Results: As of 01 June 2020 (data cutoff), 17 patients with CLL/SLL were enrolled, received ≥1 dose of zanubrutinib, and were analyzed for safety. Median age was 70 years (range, 49-91) and median duration of treatment exposure was 3.02 mo (range, 0.56-7.59). The median number of prior regimens was 1 (range, 1-3). All patients had received ibrutinib. At data cut off, no patients had received acalabrutinib. At data cutoff, 16 patients remained on zanubrutinib treatment. One patient withdrew herself from the study following an AE (grade 3 syncope) unrelated, as per INV, to study treatment. Of the 31 BTKi-related AEs associated with intolerance (Table 1), 30 (96.8%) did not recur, and 1 event (3.2%; atrial fibrillation) recurred at a lower grade (grade 3 vs 2) and for a shorter duration (14 vs 3 days) vs the initial ibrutinib-intolerant event. Ten patients (58.8%) reported ≥1 AE. AEs reported in ≥10% of patients on zanubrutinib included dizziness (n=3; 17.6%) and cough (n=2; 11.8%). Grade ≥3 AEs were reported in 2 patients (11.8%): neutropenia and syncope (n=1 each; 5.9%). AEs of interest included hemorrhage and infections (n=3 each, 17.6%) and anemia, neutropenia, and atrial fibrillation (n=1 each; 5.9%). No AEs led to dose modification or treatment discontinuation.

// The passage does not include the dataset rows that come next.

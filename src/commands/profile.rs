//! Profile command implementation

use crate::cli::{OutputFormat, ProfileArgs, ProfileOperation};
use crate::error::Result;
use crate::profile::Profile;

use super::CommandContext;

/// Run the profile command
pub fn run_profile(ctx: &CommandContext, args: &ProfileArgs) -> Result<String> {
    match &args.operation {
        ProfileOperation::ShowDefault => {
            let json = serde_json::to_string_pretty(&Profile::default())?;
            Ok(format!("{}\n", json))
        }
        ProfileOperation::Validate { path } => {
            let profile = Profile::load(path)?;
            let compiled = profile.compile()?;
            tracing::info!("{} is valid", path.display());

            match ctx.format {
                OutputFormat::Json => {
                    let summary = serde_json::json!({
                        "path": path.display().to_string(),
                        "name": compiled.name,
                        "grouping": compiled.grouping.to_string(),
                        "mappings": compiled.mappings.len(),
                        "valid": true,
                    });
                    Ok(format!("{}\n", serde_json::to_string_pretty(&summary)?))
                }
                OutputFormat::Text => Ok(format!(
                    "profile '{}' is valid ({} mappings)\n",
                    compiled.name,
                    compiled.mappings.len()
                )),
            }
        }
    }
}
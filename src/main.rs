//! xamlgen CLI entry point

use std::process::ExitCode;

use clap::Parser;
use tracing_subscriber::EnvFilter;

use xamlgen_engine::cli::{Cli, Commands};
use xamlgen_engine::commands::{run_class, run_profile, run_property, CommandContext};
use xamlgen_engine::XamlGenConfig;

fn main() -> ExitCode {
    match run() {
        Ok(output) => {
            print!("{}", output);
            ExitCode::SUCCESS
        }
        Err(e) => {
            eprintln!("Error: {}", e);
            e.exit_code()
        }
    }
}

fn run() -> xamlgen_engine::Result<String> {
    let cli = Cli::parse();

    let config = match &cli.config {
        Some(path) => XamlGenConfig::load_from(path)?,
        None => XamlGenConfig::load()?,
    };

    init_logging(&cli, &config);

    let ctx = CommandContext::from_cli(cli.format, cli.verbose, config);
    match &cli.command {
        Commands::Class(args) => run_class(&ctx, args),
        Commands::Property(args) => run_property(&ctx, args),
        Commands::Profile(args) => run_profile(&ctx, args),
    }
}

/// Logs go to stderr so stdout carries only markup or JSON
fn init_logging(cli: &Cli, config: &XamlGenConfig) {
    let level = if cli.verbose {
        "debug"
    } else {
        config.logging.level.as_str()
    };

    let filter = EnvFilter::try_from_default_env()
        .or_else(|_| EnvFilter::try_new(format!("xamlgen_engine={}", level)))
        .unwrap_or_else(|_| EnvFilter::new("xamlgen_engine=warn"));

    let _ = tracing_subscriber::fmt()
        .with_env_filter(filter)
        .with_writer(std::io::stderr)
        .with_target(false)
        .try_init();
}
//! Analyzer integration tests
//!
//! Each scenario parses C# sources held in memory, builds a semantic model
//! and checks the generated markup.

pub mod class_tests;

No serious AEs or deaths were reported. As of data cutoff, 10 patients were evaluable for efficacy with ≥1 response assessment. All 10 patients achieved at least stable disease, and 60% of these patients achieved a deepening of response since initiating zanubrutinib. Enrollment is ongoing and the presentation will include additional patients.

Conclusions: Zanubrutinib demonstrated efficacy and tolerability in CLL/SLL patients who were intolerant to previous BTKi. These data suggest that zanubrutinib may provide a potential option after intolerance to other BTKi.